In realtà l'origine ultima di maranga, maranca "teppistello" (< "individuo brutale") è l'omonimo vocabolo che indicava la scure. Lo slittamento semantico diretto da "scure" a "individuo brutale" sarebbe ben comprensibile, ma l'attestazione di maranga "arruffone, che lavora alla carlona" (Lurati / Pinana, 1983, 276) implica una complessa catena di passaggi, che vediamo di analizzare.

La parola marra "zappa, ascia, scure", documentata già in latino, è di origine preromana. Non esiste alcuna connessione indoeuropea credibile, mentre si trovano paralleli interessanti nell'ambito dell'antico egiziano e dell'accadico: 

antico egiziano (dall'Antico Regno):
mr "zappa", da pronunciarsi /mar/ 

accadico:
marrum "vanga, pala" Si trattava di una lama triangolare che poteva essere usata come zappa o come ventilabro.

siriaco (aramaico):
mar "zappa" < accadico

ebraico mishnaico:
mar "zappa" < accadico

L'origine ultima di questi vocaboli culturali è il sumerico ngar (variante mar) "vanga, pala; ventilabro". Il quella lingua il fonema ng /ŋ/ alterna molto spesso con m (vedi Halloran, Sumerian Lexicon).  

Per tornare a noi, è alquanto probabile che il termine marra avesse una grande diffusione tra le lingue preromane della penisola. Infatti da questa radice deriva *marranca, con un suffisso molto produttivo, -anc-, che è caratteristico dell'antica lingua dei Liguri - anche se in realtà era vitale in un'area ben più estesa.

Tramite il suffisso latino -o (gen. -onis) sono stati formati due discendenti di questo *marranca, che sono ben documentati in territori tra loro molto lontani. Si tratta di marangone "palombaro" e di marangone "falegname".

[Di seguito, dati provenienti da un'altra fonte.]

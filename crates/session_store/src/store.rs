use std::fs::{self, File, OpenOptions};
use std::io::{BufRead, BufReader, Write};
use std::path::{Path, PathBuf};

use serde::de::DeserializeOwned;
use serde_json::Value;
use time::format_description::well_known::Rfc3339;
use time::OffsetDateTime;

use crate::error::{LogDefect, SessionStoreError};
use crate::paths::{event_log_path, session_root, EVENT_LOG_FILE};
use crate::schema::{RecordKind, SessionHeader, SessionRecord};

const SUPPORTED_VERSION: u32 = 1;

/// Append-only event log of one session.
pub struct SessionLog {
    path: PathBuf,
    file: File,
    header: SessionHeader,
    records: Vec<SessionRecord>,
}

impl SessionLog {
    /// Creates `<workspace>/.agent/sessions/<id>/events.jsonl` with a v1 header.
    ///
    /// Fails if the log already exists.
    pub fn create(
        workspace_root: &Path,
        session_id: &str,
        model: &str,
    ) -> Result<Self, SessionStoreError> {
        if !workspace_root.is_absolute() {
            return Err(SessionStoreError::RelativeRoot {
                path: workspace_root.to_path_buf(),
            });
        }

        let path = event_log_path(workspace_root, session_id);
        if let Some(dir) = path.parent() {
            fs::create_dir_all(dir)
                .map_err(|source| SessionStoreError::io("creating", dir, source))?;
        }

        let header = SessionHeader::v1(
            session_id,
            now_rfc3339()?,
            workspace_root.display().to_string(),
            model,
        );

        let mut file = OpenOptions::new()
            .create_new(true)
            .append(true)
            .open(&path)
            .map_err(|source| SessionStoreError::io("creating", &path, source))?;
        write_line(&mut file, &path, &header)?;

        Ok(Self {
            path,
            file,
            header,
            records: Vec::new(),
        })
    }

    /// Opens the log of `session_id` under `workspace_root`.
    pub fn open_for_session(
        workspace_root: &Path,
        session_id: &str,
    ) -> Result<Self, SessionStoreError> {
        Self::open(&event_log_path(workspace_root, session_id))
    }

    /// Reads and validates an existing log, then reopens it for appending.
    ///
    /// Blank lines after the header are skipped; every other line must be a
    /// record with a later `seq` than the one before it.
    pub fn open(path: &Path) -> Result<Self, SessionStoreError> {
        let reader = File::open(path)
            .map(BufReader::new)
            .map_err(|source| SessionStoreError::io("opening", path, source))?;

        let mut lines = reader.lines().enumerate().map(|(index, line)| {
            let number = index + 1;
            line.map(|text| (number, text))
                .map_err(|source| SessionStoreError::Read {
                    path: path.to_path_buf(),
                    line: number,
                    source,
                })
        });

        let header = match lines.next().transpose()? {
            Some((number, text)) => read_header_line(path, number, &text)?,
            None => return Err(SessionStoreError::corrupt(path, 1, LogDefect::MissingHeader)),
        };

        let mut records: Vec<SessionRecord> = Vec::new();
        for line in lines {
            let (number, text) = line?;
            if text.trim().is_empty() {
                continue;
            }

            let record: SessionRecord =
                parse_typed_line(path, number, &text, "record", LogDefect::RecordExpected)?;
            check_timestamp(path, number, "ts", &record.ts)?;
            if let Some(previous) = records.last().map(|last| last.seq) {
                if record.seq <= previous {
                    return Err(SessionStoreError::corrupt(
                        path,
                        number,
                        LogDefect::SequenceNotIncreasing {
                            previous,
                            found: record.seq,
                        },
                    ));
                }
            }
            records.push(record);
        }

        let file = OpenOptions::new()
            .append(true)
            .open(path)
            .map_err(|source| SessionStoreError::io("reopening for append", path, source))?;

        Ok(Self {
            path: path.to_path_buf(),
            file,
            header,
            records,
        })
    }

    /// Appends one record and returns its sequence number.
    pub fn append(&mut self, kind: RecordKind) -> Result<u64, SessionStoreError> {
        let seq = self.records.last().map_or(1, |record| record.seq + 1);
        let record = SessionRecord::new(seq, now_rfc3339()?, kind);
        write_line(&mut self.file, &self.path, &record)?;
        self.records.push(record);
        Ok(seq)
    }

    #[must_use]
    pub fn path(&self) -> &Path {
        &self.path
    }

    #[must_use]
    pub fn header(&self) -> &SessionHeader {
        &self.header
    }

    #[must_use]
    pub fn records(&self) -> &[SessionRecord] {
        &self.records
    }
}

/// Identifier of the session whose header carries the newest `created_at`.
///
/// Ties go to the larger identifier. Directories without a readable v1
/// header are skipped.
pub fn latest_session_id(workspace_root: &Path) -> Result<Option<String>, SessionStoreError> {
    let root = session_root(workspace_root);
    let entries = match fs::read_dir(&root) {
        Ok(entries) => entries,
        Err(source) if source.kind() == std::io::ErrorKind::NotFound => return Ok(None),
        Err(source) => return Err(SessionStoreError::io("listing", &root, source)),
    };

    let mut candidates: Vec<(OffsetDateTime, String)> = Vec::new();
    for entry in entries {
        let entry = entry.map_err(|source| SessionStoreError::io("listing", &root, source))?;
        let Some(header) = peek_header(&entry.path().join(EVENT_LOG_FILE)) else {
            continue;
        };
        if let Ok(created_at) = OffsetDateTime::parse(&header.created_at, &Rfc3339) {
            candidates.push((created_at, header.session_id));
        }
    }

    Ok(candidates.into_iter().max().map(|(_, session_id)| session_id))
}

fn peek_header(path: &Path) -> Option<SessionHeader> {
    let mut first_line = String::new();
    BufReader::new(File::open(path).ok()?)
        .read_line(&mut first_line)
        .ok()?;
    read_header_line(path, 1, first_line.trim_end()).ok()
}

fn read_header_line(
    path: &Path,
    number: usize,
    text: &str,
) -> Result<SessionHeader, SessionStoreError> {
    let header: SessionHeader =
        parse_typed_line(path, number, text, "session", LogDefect::HeaderExpected)?;

    if header.version != SUPPORTED_VERSION {
        return Err(SessionStoreError::corrupt(
            path,
            number,
            LogDefect::UnsupportedVersion {
                found: header.version,
            },
        ));
    }
    check_timestamp(path, number, "created_at", &header.created_at)?;
    if !Path::new(&header.workspace_root).is_absolute() {
        return Err(SessionStoreError::corrupt(
            path,
            number,
            LogDefect::RelativeWorkspaceRoot {
                workspace_root: header.workspace_root.clone(),
            },
        ));
    }

    Ok(header)
}

/// Parses `text` as JSON whose `type` field must equal `expected_type`.
fn parse_typed_line<T: DeserializeOwned>(
    path: &Path,
    number: usize,
    text: &str,
    expected_type: &str,
    wrong_type: LogDefect,
) -> Result<T, SessionStoreError> {
    let json_error = |source: serde_json::Error| SessionStoreError::Json {
        path: path.to_path_buf(),
        line: number,
        source,
    };

    let value: Value = serde_json::from_str(text).map_err(json_error)?;
    if value.get("type").and_then(Value::as_str) != Some(expected_type) {
        return Err(SessionStoreError::corrupt(path, number, wrong_type));
    }
    serde_json::from_value(value).map_err(json_error)
}

fn check_timestamp(
    path: &Path,
    number: usize,
    field: &'static str,
    value: &str,
) -> Result<(), SessionStoreError> {
    match OffsetDateTime::parse(value, &Rfc3339) {
        Ok(_) => Ok(()),
        Err(_) => Err(SessionStoreError::corrupt(
            path,
            number,
            LogDefect::BadTimestamp {
                field,
                value: value.to_string(),
            },
        )),
    }
}

fn write_line<T: serde::Serialize>(
    file: &mut File,
    path: &Path,
    value: &T,
) -> Result<(), SessionStoreError> {
    let line = serde_json::to_string(value).map_err(|source| SessionStoreError::Encode {
        path: path.to_path_buf(),
        source,
    })?;
    writeln!(file, "{line}")
        .and_then(|()| file.flush())
        .map_err(|source| SessionStoreError::io("writing", path, source))
}

fn now_rfc3339() -> Result<String, SessionStoreError> {
    OffsetDateTime::now_utc()
        .format(&Rfc3339)
        .map_err(SessionStoreError::Clock)
}
#[derive(Debug, Clone, PartialEq, Eq)]
pub enum StartOutcome {
    Created(SessionInfo),
    Resumed(SessionInfo),
    /// Retries are spent; see [`SessionController::resolve_recovery`].
    RecoveryPending(PendingRecovery),
}

#[derive(Debug, Clone, Copy, PartialEq, Eq)]
pub enum SendOutcome {
    Sent,
    /// A turn was already running; the runtime queues the message.
    Queued,
}

#[derive(Debug, Clone, Copy, PartialEq, Eq)]
enum Phase {
    Uninitialized,
    Starting,
    Ready,
    Recovering,
    Terminated,
}

/// Tool invocation seen at execution start, kept until it completes.
#[derive(Debug, Clone)]
struct TrackedCall {
    session_id: String,
    tool_name: String,
    target: Option<PathBuf>,
}

pub struct SessionController {
    runtime: Arc<dyn AgentRuntime>,
    config: OrchestratorConfig,
    publisher: EventPublisher,
    models: ModelSwitchCoordinator,
    snapshots: Arc<Mutex<SnapshotPipeline>>,
    work: Option<SessionHandle>,
    plan: Option<SessionHandle>,
    foreground: SessionMode,
    phase: Phase,
    recovery: Option<PendingRecovery>,
    tracked_calls: HashMap<String, TrackedCall>,
}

È chiaro che la denominazione del falegname tragga la sua diretta origine da quella della scure, suo abituale strumento di lavoro. La denominazione del palombaro è un calco del nome del pellicano e di altri uccelli marini. Il latino pelecanus viene dal greco πελεκάν (variante πελεκανός "folaga"), a sua volta da πέλεκυς "ascia", per la forma del suo becco. Così marangone è stato coniato col senso originario di "pellicano" da *marranca, traduzione della parola greca per "ascia". Da "pellicano" (poi "cormorano", "smergo") il vocabolo è giunto a indicare il palombaro a causa degli usi dell'uccello marino, che si immerge tra i flutti per procacciarsi il cibo. Questi slittamenti semantici di certo potranno sembrare poco comprensibili al lettore, ma alla luce della documentazione sembrano indubitabili. Questo perché si tende a valutare lo slittamento a partire dalla forma iniziale e dai risultati finali come se il passaggio fosse avvenuto in un lasso di tempo ristrettissimo, mentre in realtà ci sono voluti molti secoli, il processo essendo avvenuto tramite piccoli passi impercettibili. 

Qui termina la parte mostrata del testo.